:: What you will do ::
In full and word for word, give the records again.

:: Records for the exercise ::
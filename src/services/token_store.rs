// SPDX-License-Identifier: MIT
// Copyright 2026 Roland Dreier <roland@rolandd.dev>

//! Cookie-backed storage for the Strava OAuth tokens.

use axum_extra::extract::cookie::{Cookie, CookieJar, SameSite};

use crate::models::TokenPair;

/// Cookie holding the short-lived access token.
pub const ACCESS_TOKEN_COOKIE: &str = "access_token";
/// Cookie holding the long-lived refresh token.
pub const REFRESH_TOKEN_COOKIE: &str = "refresh_token";

/// Access token cookie lifetime (6 hours, matching Strava's token expiry).
const ACCESS_TOKEN_MAX_AGE_SECS: i64 = 21_600;
/// Refresh token cookie lifetime (30 days).
const REFRESH_TOKEN_MAX_AGE_SECS: i64 = 2_592_000;

/// Tokens presented by the client on the current request.
#[derive(Debug, Clone, Default, PartialEq)]
pub struct StoredTokens {
    pub access: Option<String>,
    pub refresh: Option<String>,
}

/// Cookie-backed token store scoped to a single request.
///
/// Wraps the request's [`CookieJar`]; writes are staged on the jar and only
/// reach the client when the jar is returned with the response. There is no
/// delete operation, tokens age out via `Max-Age`.
pub struct TokenStore {
    jar: CookieJar,
    secure: bool,
}

impl TokenStore {
    /// Wrap the request's cookie jar. `secure` controls the cookie `Secure`
    /// attribute and must only be set when serving over HTTPS.
    pub fn new(jar: CookieJar, secure: bool) -> Self {
        Self { jar, secure }
    }

    /// Read whichever tokens the client presented.
    pub fn get(&self) -> StoredTokens {
        StoredTokens {
            access: self
                .jar
                .get(ACCESS_TOKEN_COOKIE)
                .map(|c| c.value().to_string()),
            refresh: self
                .jar
                .get(REFRESH_TOKEN_COOKIE)
                .map(|c| c.value().to_string()),
        }
    }

    /// Store both tokens from a completed OAuth exchange.
    pub fn set(&mut self, pair: &TokenPair) {
        self.set_access_token(&pair.access_token);
        self.add(build_cookie(
            REFRESH_TOKEN_COOKIE,
            pair.refresh_token.clone(),
            REFRESH_TOKEN_MAX_AGE_SECS,
            self.secure,
        ));
    }

    /// Store a renewed access token, leaving the refresh cookie untouched.
    pub fn set_access_token(&mut self, access_token: &str) {
        self.add(build_cookie(
            ACCESS_TOKEN_COOKIE,
            access_token.to_string(),
            ACCESS_TOKEN_MAX_AGE_SECS,
            self.secure,
        ));
    }

    /// Consume the store, returning the jar with any staged `Set-Cookie`s.
    pub fn into_jar(self) -> CookieJar {
        self.jar
    }

    fn add(&mut self, cookie: Cookie<'static>) {
        self.jar = std::mem::take(&mut self.jar).add(cookie);
    }
}

fn build_cookie(
    name: &'static str,
    value: String,
    max_age_secs: i64,
    secure: bool,
) -> Cookie<'static> {
    Cookie::build((name, value))
        .path("/")
        .http_only(true)
        .secure(secure)
        .same_site(SameSite::Lax)
        .max_age(time::Duration::seconds(max_age_secs))
        .build()
}

#[cfg(test)]
mod tests {
    use super::*;

    fn test_pair() -> TokenPair {
        TokenPair {
            access_token: "access_abc".to_string(),
            refresh_token: "refresh_xyz".to_string(),
            expires_at: 1_700_021_600,
        }
    }

    #[test]
    fn set_then_get_round_trips_both_tokens() {
        let mut store = TokenStore::new(CookieJar::new(), false);
        store.set(&test_pair());

        let tokens = store.get();
        assert_eq!(tokens.access.as_deref(), Some("access_abc"));
        assert_eq!(tokens.refresh.as_deref(), Some("refresh_xyz"));
    }

    #[test]
    fn set_applies_lifetimes_and_flags() {
        let mut store = TokenStore::new(CookieJar::new(), false);
        store.set(&test_pair());
        let jar = store.into_jar();

        let access = jar.get(ACCESS_TOKEN_COOKIE).unwrap();
        assert_eq!(access.max_age(), Some(time::Duration::seconds(21_600)));
        assert_eq!(access.http_only(), Some(true));
        assert_eq!(access.same_site(), Some(SameSite::Lax));
        assert_eq!(access.path(), Some("/"));
        assert_eq!(access.secure(), Some(false));

        let refresh = jar.get(REFRESH_TOKEN_COOKIE).unwrap();
        assert_eq!(refresh.max_age(), Some(time::Duration::seconds(2_592_000)));
        assert_eq!(refresh.http_only(), Some(true));
        assert_eq!(refresh.same_site(), Some(SameSite::Lax));
    }

    #[test]
    fn secure_flag_follows_environment() {
        let mut store = TokenStore::new(CookieJar::new(), true);
        store.set(&test_pair());
        let jar = store.into_jar();

        assert_eq!(jar.get(ACCESS_TOKEN_COOKIE).unwrap().secure(), Some(true));
        assert_eq!(jar.get(REFRESH_TOKEN_COOKIE).unwrap().secure(), Some(true));
    }

    #[test]
    fn set_access_token_keeps_existing_refresh_cookie() {
        let jar = CookieJar::new().add(Cookie::new(REFRESH_TOKEN_COOKIE, "old_refresh"));
        let mut store = TokenStore::new(jar, false);
        store.set_access_token("renewed");

        let tokens = store.get();
        assert_eq!(tokens.access.as_deref(), Some("renewed"));
        assert_eq!(tokens.refresh.as_deref(), Some("old_refresh"));
    }

    #[test]
    fn empty_jar_reads_as_no_tokens() {
        let store = TokenStore::new(CookieJar::new(), false);
        assert_eq!(store.get(), StoredTokens::default());
    }
}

:: Exercise solution ::
filename src/services/token_store.rs
// SPDX-License-Identifier: MIT
// Copyright 2026 Roland Dreier <roland@rolandd.dev>

//! Cookie-backed storage for the Strava OAuth tokens.

use axum_extra::extract::cookie::{Cookie, CookieJar, SameSite};

use crate::models::TokenPair;

/// Cookie holding the short-lived access token.
pub const ACCESS_TOKEN_COOKIE: &str = "access_token";
/// Cookie holding the long-lived refresh token.
pub const REFRESH_TOKEN_COOKIE: &str = "refresh_token";

/// Access token cookie lifetime (6 hours, matching Strava's token expiry).
const ACCESS_TOKEN_MAX_AGE_SECS: i64 = 21_600;
/// Refresh token cookie lifetime (30 days).
const REFRESH_TOKEN_MAX_AGE_SECS: i64 = 2_592_000;

/// Tokens presented by the client on the current request.
#[derive(Debug, Clone, Default, PartialEq)]
pub struct StoredTokens {
    pub access: Option<String>,
    pub refresh: Option<String>,
}

/// Cookie-backed token store scoped to a single request.
///
/// Wraps the request's [`CookieJar`]; writes are staged on the jar and only
/// reach the client when the jar is returned with the response. There is no
/// delete operation, tokens age out via `Max-Age`.
pub struct TokenStore {
    jar: CookieJar,
    secure: bool,
}

impl TokenStore {
    /// Wrap the request's cookie jar. `secure` controls the cookie `Secure`
    /// attribute and must only be set when serving over HTTPS.
    pub fn new(jar: CookieJar, secure: bool) -> Self {
        Self { jar, secure }
    }

    /// Read whichever tokens the client presented.
    pub fn get(&self) -> StoredTokens {
        StoredTokens {
            access: self
                .jar
                .get(ACCESS_TOKEN_COOKIE)
                .map(|c| c.value().to_string()),
            refresh: self
                .jar
                .get(REFRESH_TOKEN_COOKIE)
                .map(|c| c.value().to_string()),
        }
    }

    /// Store both tokens from a completed OAuth exchange.
    pub fn set(&mut self, pair: &TokenPair) {
        self.set_access_token(&pair.access_token);
        self.add(build_cookie(
            REFRESH_TOKEN_COOKIE,
            pair.refresh_token.clone(),
            REFRESH_TOKEN_MAX_AGE_SECS,
            self.secure,
        ));
    }

    /// Store a renewed access token, leaving the refresh cookie untouched.
    pub fn set_access_token(&mut self, access_token: &str) {
        self.add(build_cookie(
            ACCESS_TOKEN_COOKIE,
            access_token.to_string(),
            ACCESS_TOKEN_MAX_AGE_SECS,
            self.secure,
        ));
    }

    /// Consume the store, returning the jar with any staged `Set-Cookie`s.
    pub fn into_jar(self) -> CookieJar {
        self.jar
    }

    fn add(&mut self, cookie: Cookie<'static>) {
        self.jar = std::mem::take(&mut self.jar).add(cookie);
    }
}

fn build_cookie(
    name: &'static str,
    value: String,
    max_age_secs: i64,
    secure: bool,
) -> Cookie<'static> {
    Cookie::build((name, value))
        .path("/")
        .http_only(true)
        .secure(secure)
        .same_site(SameSite::Lax)
        .max_age(time::Duration::seconds(max_age_secs))
        .build()
}

#[cfg(test)]
mod tests {
    use super::*;

    fn test_pair() -> TokenPair {
        TokenPair {
            access_token: "access_abc".to_string(),
            refresh_token: "refresh_xyz".to_string(),
            expires_at: 1_700_021_600,
        }
    }

    #[test]
    fn set_then_get_round_trips_both_tokens() {
        let mut store = TokenStore::new(CookieJar::new(), false);
        store.set(&test_pair());

        let tokens = store.get();
        assert_eq!(tokens.access.as_deref(), Some("access_abc"));
        assert_eq!(tokens.refresh.as_deref(), Some("refresh_xyz"));
    }

    #[test]
    fn set_applies_lifetimes_and_flags() {
        let mut store = TokenStore::new(CookieJar::new(), false);
        store.set(&test_pair());
        let jar = store.into_jar();

        let access = jar.get(ACCESS_TOKEN_COOKIE).unwrap();
        assert_eq!(access.max_age(), Some(time::Duration::seconds(21_600)));
        assert_eq!(access.http_only(), Some(true));
        assert_eq!(access.same_site(), Some(SameSite::Lax));
        assert_eq!(access.path(), Some("/"));
        assert_eq!(access.secure(), Some(false));

        let refresh = jar.get(REFRESH_TOKEN_COOKIE).unwrap();
        assert_eq!(refresh.max_age(), Some(time::Duration::seconds(2_592_000)));
        assert_eq!(refresh.http_only(), Some(true));
        assert_eq!(refresh.same_site(), Some(SameSite::Lax));
    }

    #[test]
    fn secure_flag_follows_environment() {
        let mut store = TokenStore::new(CookieJar::new(), true);
        store.set(&test_pair());
        let jar = store.into_jar();

        assert_eq!(jar.get(ACCESS_TOKEN_COOKIE).unwrap().secure(), Some(true));
        assert_eq!(jar.get(REFRESH_TOKEN_COOKIE).unwrap().secure(), Some(true));
    }

    #[test]
    fn set_access_token_keeps_existing_refresh_cookie() {
        let jar = CookieJar::new().add(Cookie::new(REFRESH_TOKEN_COOKIE, "old_refresh"));
        let mut store = TokenStore::new(jar, false);
        store.set_access_token("renewed");

        let tokens = store.get();
        assert_eq!(tokens.access.as_deref(), Some("renewed"));
        assert_eq!(tokens.refresh.as_deref(), Some("old_refresh"));
    }

    #[test]
    fn empty_jar_reads_as_no_tokens() {
        let store = TokenStore::new(CookieJar::new(), false);
        assert_eq!(store.get(), StoredTokens::default());
    }
}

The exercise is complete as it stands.